Roy was many, many things, but he was, above all, his friends. There are others here today whose friendship with Roy goes back to high school, even junior high. But feeling trumps fact here, because one of the marvelous things about Roy was his gift for making you feel as if you had hung out with him in junior high. Thanks to Roy’s abiding allegiance and affection for us all – his remembrance of our birthdays, for example, his care to update us on our friends – we all belonged to the imagined community of Roy Rosenzweig: Let’s call it Royville.

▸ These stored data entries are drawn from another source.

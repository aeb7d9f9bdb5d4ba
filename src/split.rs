//! Train/validation/test partitioning of time series collections.
//!
//! Splitting is entity-level: whole time series move between splits, never
//! individual snapshots. Slicing is floor-based, and two deliberate
//! degenerate rules make tiny debug datasets usable instead of producing
//! empty splits:
//!
//! - a zero-length train slice reuses the *entire* input as both train and
//!   test;
//! - a zero-length validation slice reuses the *entire* training slice as
//!   validation.
//!
//! Both shortcuts are gated behind [`SplitConfig::reuse_on_empty`] (on by
//! default); turning the flag off surfaces the first as an error and makes
//! the second an honest empty split.

use rand::SeedableRng;
use rand::rngs::StdRng;
use rand::seq::SliceRandom;
use serde::{Deserialize, Serialize};

use crate::error::SplitError;
use crate::series::TimeSeries;

/// Result type for split operations.
pub type SplitResult<T> = std::result::Result<T, SplitError>;

/// Configuration for [`partition`].
#[derive(Debug, Clone, Serialize, Deserialize)]
pub struct SplitConfig {
    /// Proportion of all series used for training; the rest become test.
    pub train_p: f64,
    /// Proportion of the *training* slice carved off for validation.
    pub val_p: f64,
    /// Shuffle series order before slicing.
    pub randomize: bool,
    /// Seed for the shuffle; `None` draws from OS entropy.
    pub seed: Option<u64>,
    /// Reuse full slices when a requested slice rounds down to zero length.
    pub reuse_on_empty: bool,
}

impl Default for SplitConfig {
    fn default() -> Self {
        Self {
            train_p: 0.8,
            val_p: 0.1,
            randomize: true,
            seed: None,
            reuse_on_empty: true,
        }
    }
}

/// The three partitions produced by [`partition`].
///
/// Train and validation are later encoded by the pipeline; test stays raw.
#[derive(Debug, Clone, PartialEq, Eq, Serialize, Deserialize)]
pub struct Splits {
    pub train: Vec<TimeSeries>,
    pub val: Vec<TimeSeries>,
    pub test: Vec<TimeSeries>,
}

fn check_proportion(name: &'static str, value: f64) -> SplitResult<()> {
    if (0.0..=1.0).contains(&value) {
        Ok(())
    } else {
        Err(SplitError::InvalidProportion { name, value })
    }
}

/// Partition a collection of time series into train/validation/test.
///
/// Slicing order matches the preparation convention: the first
/// `floor(n * train_p)` series are train, the rest test; the first
/// `floor(len(train) * val_p)` training series are moved to validation.
/// With `randomize` the list is shuffled first, so "first" means first in
/// shuffled order.
pub fn partition(mut series: Vec<TimeSeries>, config: &SplitConfig) -> SplitResult<Splits> {
    check_proportion("train_p", config.train_p)?;
    check_proportion("val_p", config.val_p)?;

    if series.is_empty() {
        return Err(SplitError::InsufficientData {
            message: "no time series to partition".into(),
        });
    }

    if config.randomize {
        let mut rng = match config.seed {
            Some(seed) => StdRng::seed_from_u64(seed),
            None => StdRng::from_entropy(),
        };
        series.shuffle(&mut rng);
    }

    let train_ix = (series.len() as f64 * config.train_p).floor() as usize;

    let (mut train, test) = if train_ix == 0 {
        if !config.reuse_on_empty {
            return Err(SplitError::InsufficientData {
                message: format!(
                    "train_p = {} selects 0 of {} series",
                    config.train_p,
                    series.len()
                ),
            });
        }
        // Debug shortcut: the whole list doubles as train and test.
        tracing::debug!(
            count = series.len(),
            "train slice is empty, reusing the full list for train and test"
        );
        (series.clone(), series)
    } else {
        let test = series.split_off(train_ix);
        (series, test)
    };

    let val_len = (train.len() as f64 * config.val_p).floor() as usize;
    let val = if val_len > 0 {
        // Carve validation off the front; train keeps the remainder.
        train.drain(..val_len).collect()
    } else if config.reuse_on_empty {
        // Debug shortcut: the whole training slice doubles as validation.
        tracing::debug!(
            count = train.len(),
            "validation slice is empty, reusing the full training slice"
        );
        train.clone()
    } else {
        Vec::new()
    };

    Ok(Splits { train, val, test })
}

So it is a comfort to me to see Royville assembled here this afternoon. No longer imagined, no longer virtual, but here, present. Once again, our friend and comrade, our confidant and collaborator has managed to bring us together. Though if were he here himself, you know that he would have a list of better things we might be doing with our time. Frankly, what we’re saying and doing today would have been unendurable for Roy, like a collective hug that went on and on, beyond reason. But what we’re feeling today -- certainly what I’m feeling -- is beyond reason. The love we felt for him, the love we took from him.
The last time I remember such a gathering was more than 25 years ago, at Roy’s and Deborah’s August wedding in Middletown, Connecticut, where I distinctly remember thinking to myself: A wedding. What a wonderful pretext, what a great excuse for all of us to call to order the first official meeting -- the charter meeting -- of the Roy-and-Deborah fan club. For that is what that gathering was at that moment of happiness there on that sunlit lawn on that summer afternoon, and that is what it still is, here in this room, at this moment of our grief and loss.
But was it not always been thus? From the legendary stickball games in Bayside to pick-up hoops in Cambridge, from dinners at 82 Kirkland Street to picnics in Craryville, from those godawful chocolate donuts and cans of Tab at the Urban Center at Harvard to the gallons of coffee at the History and New Media Center at George Mason, Roy drew us together in one way or another, turning the various pretexts for gathering into real texts: textbooks, monographs, anthologies, slide tapes, cd roms and finally the on-line loop of digital knowledge which so perfectly replicates (at least for me) the circles of friendship and knowledge that Roy himself generated over the years. Six degrees of Roy.
Early on, there was MARHO, the Mid-Atlantic Radical Historians Organization, the small nucleus of editorial collectives that started the Radical History Review more than three decades ago. Roy and I would often joke about the now long forgotten MARHO regional associates, a loose network of corresponding members –many of them isolated (by their own account) at various Midwestern and Southern colleges and universities. Wanting desperately to talk to someone, anyone, about, say, the impact of Daniel De Leon or the significance of the British General Strike of 1926. Had it not been for Roy’s empathy and his efforts over many years – all those letters and phone calls -- this committee of correspondence among left historians would have disappeared. No one else in MARHO was willing to take that job. And so it fell to Roy, or rather Roy rose to it.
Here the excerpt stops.